3. THE NEWEST CITIZENS: Not only is Orange County’s economic future an internationalist one, its demographics now include a large and active cross-section of the world. Latino-Americans and Asian-Americans, emigres from the Middle East and Eastern Europe--all of these groups are crucial to electoral success in Orange County. These are opportunity-driven voters, and that translates into Bush votes.

Clinton’s still talking past them, to the remnants of a New Deal coalition that never existed here. He won’t change--indeed he can’t--because Arkansas has never required him to deal with such a spectrum of ethnicities. Another strike against the liberal from Little Rock that will grow larger as we approach November.

4. TAXES: We are allergic to them. Clinton has raised taxes in Arkansas on more than 100 different occasions. Bush raised them once. Orange County was pretty angry over the latter. It will not tolerate the former.

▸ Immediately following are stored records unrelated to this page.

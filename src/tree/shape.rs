//! Queries about the shape of the tree and the keys at its edges.

use std::collections::VecDeque;

use super::Tree;
use crate::node::Node;

impl<K> Tree<K> {
    /// The smallest key in the tree.
    pub fn min(&self) -> Option<&K> {
        self.root().map(|root| root.leftmost().key())
    }

    /// The largest key in the tree.
    pub fn max(&self) -> Option<&K> {
        self.root().map(|root| root.rightmost().key())
    }

    /// The number of nodes on the longest path down from the root. An empty tree has depth 0.
    pub fn max_depth(&self) -> usize {
        let mut deepest = 0;
        let mut pending: Vec<(&Node<K>, usize)> =
            self.root().map(|root| (root, 1)).into_iter().collect();
        while let Some((node, depth)) = pending.pop() {
            deepest = deepest.max(depth);
            pending.extend(node.left().map(|left| (left, depth + 1)));
            pending.extend(node.right().map(|right| (right, depth + 1)));
        }
        deepest
    }

    /// The number of nodes on the shortest path down from the root to a missing child. A path
    /// ends at the first node lacking either child, so a root with a single child has a minimum
    /// depth of 1. An empty tree has depth 0.
    pub fn min_depth(&self) -> usize {
        // Level order, so the first node found with an empty slot is the shallowest one.
        let mut queue: VecDeque<(&Node<K>, usize)> =
            self.root().map(|root| (root, 1)).into_iter().collect();
        while let Some((node, depth)) = queue.pop_front() {
            match (node.left(), node.right()) {
                (Some(left), Some(right)) => {
                    queue.push_back((left, depth + 1));
                    queue.push_back((right, depth + 1));
                }
                _ => return depth,
            }
        }
        0
    }

    /// Whether the tree's [`max_depth`](Self::max_depth) and [`min_depth`](Self::min_depth)
    /// differ by at most one. This is a single measure over the whole tree rather than a check at
    /// every node. An empty tree is balanced.
    ///
    /// # Examples
    ///
    /// ```
    /// use ordered_tree::tree::Tree;
    ///
    /// let mut chain = Tree::new();
    /// chain.insert(1).insert(2).insert(3);
    /// assert!(!chain.is_balanced());
    ///
    /// let mut bushy = Tree::new();
    /// bushy.insert(2).insert(1).insert(3);
    /// assert!(bushy.is_balanced());
    /// ```
    pub fn is_balanced(&self) -> bool {
        self.max_depth() - self.min_depth() <= 1
    }

    /// The second largest key in the tree, or `None` if the tree has fewer than two nodes.
    ///
    /// # Examples
    ///
    /// ```
    /// use ordered_tree::tree::Tree;
    ///
    /// let mut tree = Tree::new();
    /// assert_eq!(tree.find_second_highest(), None);
    ///
    /// tree.insert(5);
    /// assert_eq!(tree.find_second_highest(), None);
    ///
    /// tree.insert(3).insert(8).insert(1).insert(4).insert(7).insert(9);
    /// assert_eq!(tree.find_second_highest(), Some(&8));
    /// ```
    pub fn find_second_highest(&self) -> Option<&K> {
        let root = self.root()?;
        if root.is_leaf() {
            return None;
        }

        let mut parent = None;
        let mut largest = root;
        while let Some(right) = largest.right() {
            parent = Some(largest);
            largest = right;
        }

        match largest.left() {
            Some(left) => Some(left.rightmost().key()),
            None => parent.map(Node::key),
        }
    }
}
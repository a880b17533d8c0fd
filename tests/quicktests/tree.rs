use ordered_tree::node::Node;
use ordered_tree::tree::Tree;

use std::collections::{BTreeSet, HashSet};

use quickcheck::{quickcheck, TestResult};

fn tree_of(xs: &[i8]) -> Tree<i8> {
    let mut tree = Tree::new();
    for x in xs {
        tree.insert(*x);
    }
    tree
}

/// Checks the ordering invariant node by node (rather than through a traversal) by carrying the
/// open interval every key of a subtree must fall in.
fn is_search_tree(tree: &Tree<i8>) -> bool {
    let mut pending: Vec<(&Node<i8>, Option<i8>, Option<i8>)> =
        tree.root().map(|root| (root, None, None)).into_iter().collect();
    while let Some((node, low, high)) = pending.pop() {
        let key = *node.key();
        if low.map_or(false, |low| key <= low) || high.map_or(false, |high| key >= high) {
            return false;
        }
        pending.extend(node.left().map(|left| (left, low, Some(key))));
        pending.extend(node.right().map(|right| (right, Some(key), high)));
    }
    true
}

/// Counts nodes down to the nearest missing child, recursing into both subtrees.
fn shortest_path(node: Option<&Node<i8>>) -> usize {
    match node {
        None => 0,
        Some(node) => 1 + shortest_path(node.left()).min(shortest_path(node.right())),
    }
}

/// Counts nodes down to the deepest leaf, recursing into both subtrees.
fn longest_path(node: Option<&Node<i8>>) -> usize {
    match node {
        None => 0,
        Some(node) => 1 + longest_path(node.left()).max(longest_path(node.right())),
    }
}

quickcheck! {
    fn in_order_is_sorted_set_of_inserted(xs: Vec<i8>) -> bool {
        let tree = tree_of(&xs);
        let expected: Vec<i8> = xs.iter().copied().collect::<BTreeSet<_>>().into_iter().collect();

        is_search_tree(&tree)
            && tree.len() == expected.len()
            && tree.dfs_in_order().into_iter().copied().collect::<Vec<_>>() == expected
    }

    fn contains(xs: Vec<i8>) -> bool {
        let tree = tree_of(&xs);

        xs.iter().all(|x| {
            tree.find(x).map(Node::key) == Some(x) && tree.find_recursive(x).map(Node::key) == Some(x)
        })
    }

    fn contains_not(xs: Vec<i8>, nots: Vec<i8>) -> bool {
        let tree = tree_of(&xs);
        let added: HashSet<_> = xs.into_iter().collect();
        let nots: HashSet<_> = nots.into_iter().collect();
        let mut nots = nots.difference(&added);

        nots.all(|x| tree.find(x).is_none() && tree.find_recursive(x).is_none())
    }

    fn duplicate_insert_is_idempotent(xs: Vec<i8>) -> TestResult {
        let Some(&again) = xs.first() else {
            return TestResult::discard();
        };
        let mut tree = tree_of(&xs);
        let before: Vec<i8> = tree.dfs_pre_order().into_iter().copied().collect();
        let len = tree.len();

        tree.insert(again).insert_recursive(again);
        let after: Vec<i8> = tree.dfs_pre_order().into_iter().copied().collect();

        TestResult::from_bool(before == after && tree.len() == len)
    }

    fn with_deletions(xs: Vec<i8>, deletes: Vec<i8>) -> bool {
        let mut tree = tree_of(&xs);
        for delete in &deletes {
            tree.remove(delete);
        }

        let mut still_present = xs;
        for delete in &deletes {
            // We may have inserted the same key multiple times - delete each one.
            while let Some(pos) = still_present.iter().position(|x| x == delete) {
                still_present.swap_remove(pos);
            }
        }

        is_search_tree(&tree)
            && deletes.iter().all(|x| tree.find(x).is_none())
            && still_present.iter().all(|x| tree.find(x).is_some())
    }

    fn remove_returns_key_once(xs: Vec<i8>, key: i8) -> bool {
        let mut tree = tree_of(&xs);
        let len = tree.len();
        let present = xs.contains(&key);

        let first = tree.remove(&key);
        let second = tree.remove(&key);

        first == present.then(|| key)
            && second.is_none()
            && tree.len() == if present { len - 1 } else { len }
            && is_search_tree(&tree)
    }

    fn depths_match_recursive_walk(xs: Vec<i8>) -> bool {
        let tree = tree_of(&xs);
        let shortest = shortest_path(tree.root());
        let longest = longest_path(tree.root());

        tree.min_depth() == shortest
            && tree.max_depth() == longest
            && tree.is_balanced() == (longest - shortest <= 1)
    }
}

#[test]
fn property_examples() {
    assert!(!tree_of(&[1, 2, 3]).is_balanced());
    assert!(tree_of(&[2, 1, 3]).is_balanced());

    let lopsided = tree_of(&[5, 3, 8, 1, 4, 0]);
    assert_eq!(lopsided.min_depth(), shortest_path(lopsided.root()));
    assert_eq!(lopsided.max_depth(), longest_path(lopsided.root()));
    assert!(!lopsided.is_balanced());

    assert_eq!(tree_of(&[5, 3, 8, 1, 4, 7, 9]).find_second_highest(), Some(&8));
    assert_eq!(tree_of(&[5]).find_second_highest(), None);
    assert_eq!(tree_of(&[]).find_second_highest(), None);
}

#[test]
fn empty_tree_is_safe() {
    let tree = tree_of(&[]);

    assert!(tree.dfs_pre_order().is_empty());
    assert!(tree.dfs_in_order().is_empty());
    assert!(tree.dfs_post_order().is_empty());
    assert!(tree.bfs().is_empty());
    assert!(tree.is_balanced());
}
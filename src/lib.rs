//! This crate exposes a plain, unbalanced Binary Search Tree (BST)
//! mostly for educational purposes.
//!
//! ## Binary Search Tree
//!
//! A Binary Search Tree is a data structure supporting operations to
//! insert, find, and delete stored keys. BSTs are typically defined
//! recursively using the notion of a `Node`. A `Node` stores the key that
//! was inserted and will sometimes have child `Node`s. The most important
//! invariants of a BST are:
//!
//! 1. For every `Node` in a BST, all the `Node`s in its left subtree have a
//!    key less than its own key.
//! 2. For every `Node` in a BST, all the `Node`s in its right subtree have a
//!    key greater than its own key.
//!
//! > Note that some `Node`s have no children. These `Node`s are called "leaf nodes".
//!
//! Searching for keys in the tree takes `O(height)` (where `height` is defined
//! as the longest path from the root `Node` to a leaf `Node`). The tree in this
//! crate does nothing to limit its height, so inserting keys in sorted order
//! degrades it into a linked list. [`Tree::is_balanced`](tree::Tree::is_balanced)
//! reports when that has happened.
//!
//! BSTs also naturally support sorted iteration by visiting the left subtree,
//! then the subtree root, then the right subtree. This is the in-order
//! traversal. Pre-order, post-order, and breadth-first traversals are also
//! provided.
//!
//! ## Features
//!
//! - `tracing`: emit `trace` level events for structural changes (nodes
//!   attached, duplicates rejected, which removal case was taken).

#![deny(missing_docs)]

pub mod node;
pub mod tree;

mod util;
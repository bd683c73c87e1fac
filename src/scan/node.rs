//! 扫描得到的节点记录

use crate::consts::*;
use crate::types::{jffs2_raw_dirent, jffs2_raw_inode};

/// 节点种类
#[derive(Debug, Clone, Copy, PartialEq, Eq)]
pub enum NodeKind {
    /// 目录项节点
    Dirent,
    /// Inode 数据节点
    Inode,
}

/// 目录项记录
///
/// 把 `(父目录 inode, 名字)` 映射到目标 inode
#[derive(Debug, Clone, PartialEq, Eq)]
pub struct RawDirent {
    /// 父目录 inode
    pub pino: u32,
    /// 版本号
    pub version: u32,
    /// 目标 inode（0 表示删除）
    pub ino: u32,
    /// 修改/创建时间
    pub mctime: u32,
    /// 目录项类型（DT_*）
    pub dtype: u8,
    /// 名字（非法 UTF-8 被替换）
    pub name: String,
}

impl RawDirent {
    pub(crate) fn from_raw(raw: &jffs2_raw_dirent, name_bytes: &[u8]) -> Self {
        Self {
            pino: raw.pino,
            version: raw.version,
            ino: raw.ino,
            mctime: raw.mctime,
            dtype: raw.type_,
            name: String::from_utf8_lossy(name_bytes).into_owned(),
        }
    }

    /// 是否是删除记录
    pub fn is_unlink(&self) -> bool {
        self.ino == JFFS2_UNLINK_INO
    }

    /// 目标是否是目录
    pub fn is_dir(&self) -> bool {
        self.dtype == DT_DIR
    }
}

/// Inode 数据记录
///
/// 描述一个文件中一段连续的数据，压缩数据本身不在扫描时读取
#[derive(Debug, Clone, PartialEq, Eq)]
pub struct RawInode {
    /// inode 编号
    pub ino: u32,
    /// 版本号（每个 inode 单调递增）
    pub version: u32,
    /// 文件模式
    pub mode: u32,
    /// 用户 ID
    pub uid: u16,
    /// 组 ID
    pub gid: u16,
    /// 该版本时的文件大小
    pub isize: u32,
    /// 访问时间
    pub atime: u32,
    /// 修改时间
    pub mtime: u32,
    /// 状态改变时间
    pub ctime: u32,
    /// 数据在文件中的偏移
    pub offset: u32,
    /// 压缩后大小
    pub csize: u32,
    /// 解压后大小
    pub dsize: u32,
    /// 压缩类型
    pub compr: u8,
    /// 用户指定的压缩类型
    pub usercompr: u8,
    /// 标志
    pub flags: u16,
    /// 数据 CRC（延迟到组装时校验）
    pub data_crc: u32,
    /// 压缩数据在镜像中的绝对偏移
    pub data_offset: u64,
}

impl RawInode {
    pub(crate) fn from_raw(raw: &jffs2_raw_inode, node_offset: u64) -> Self {
        Self {
            ino: raw.ino,
            version: raw.version,
            mode: raw.mode,
            uid: raw.uid,
            gid: raw.gid,
            isize: raw.isize,
            atime: raw.atime,
            mtime: raw.mtime,
            ctime: raw.ctime,
            offset: raw.offset,
            csize: raw.csize,
            dsize: raw.dsize,
            compr: raw.compr,
            usercompr: raw.usercompr,
            flags: raw.flags,
            data_crc: raw.data_crc,
            data_offset: node_offset + JFFS2_RAW_INODE_SIZE as u64,
        }
    }

    /// 数据片段覆盖的文件区间 `[offset, offset + dsize)`
    pub fn file_range(&self) -> core::ops::Range<u64> {
        self.offset as u64..self.offset as u64 + self.dsize as u64
    }
}

/// 节点内容
#[derive(Debug, Clone, PartialEq, Eq)]
pub enum NodeBody {
    /// 目录项
    Dirent(RawDirent),
    /// Inode 数据
    Inode(RawInode),
}

/// 一个被识别的节点
#[derive(Debug, Clone, PartialEq, Eq)]
pub struct RawNode {
    /// 节点在镜像中的偏移
    pub offset: u64,
    /// 节点总长度（来自节点头）
    pub totlen: u32,
    /// 节点是否已被废弃（ACCURATE 位被清除）
    pub obsolete: bool,
    /// CRC 是否通过；未校验时为 `None`
    pub crc_ok: Option<bool>,
    /// 节点内容
    pub body: NodeBody,
}

impl RawNode {
    /// 节点种类
    pub fn kind(&self) -> NodeKind {
        match self.body {
            NodeBody::Dirent(_) => NodeKind::Dirent,
            NodeBody::Inode(_) => NodeKind::Inode,
        }
    }

    /// 作为目录项访问
    pub fn as_dirent(&self) -> Option<&RawDirent> {
        match &self.body {
            NodeBody::Dirent(d) => Some(d),
            NodeBody::Inode(_) => None,
        }
    }

    /// 作为 inode 数据访问
    pub fn as_inode(&self) -> Option<&RawInode> {
        match &self.body {
            NodeBody::Inode(i) => Some(i),
            NodeBody::Dirent(_) => None,
        }
    }

    /// 节点结束位置（不含对齐填充）
    pub fn end(&self) -> u64 {
        self.offset + self.totlen as u64
    }
}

5. AL GORE’S AMERICA: If you like the Air Quality Management District, you’ll love Al Gore. The senator is Big Green times two--mistaking the side of the “environmental” bureaucracy with the success of environmental protection. Read his book, “Earth in the Balance.” Small-property owners and small businesses don’t figure in Al Gore’s world--only government agencies do.

To a county reeling under the disconnected and chaotic commands of Eastern Europe-styled ministries, the Gore promise of greater and greater government controls isn’t a promise at all, it’s a threat.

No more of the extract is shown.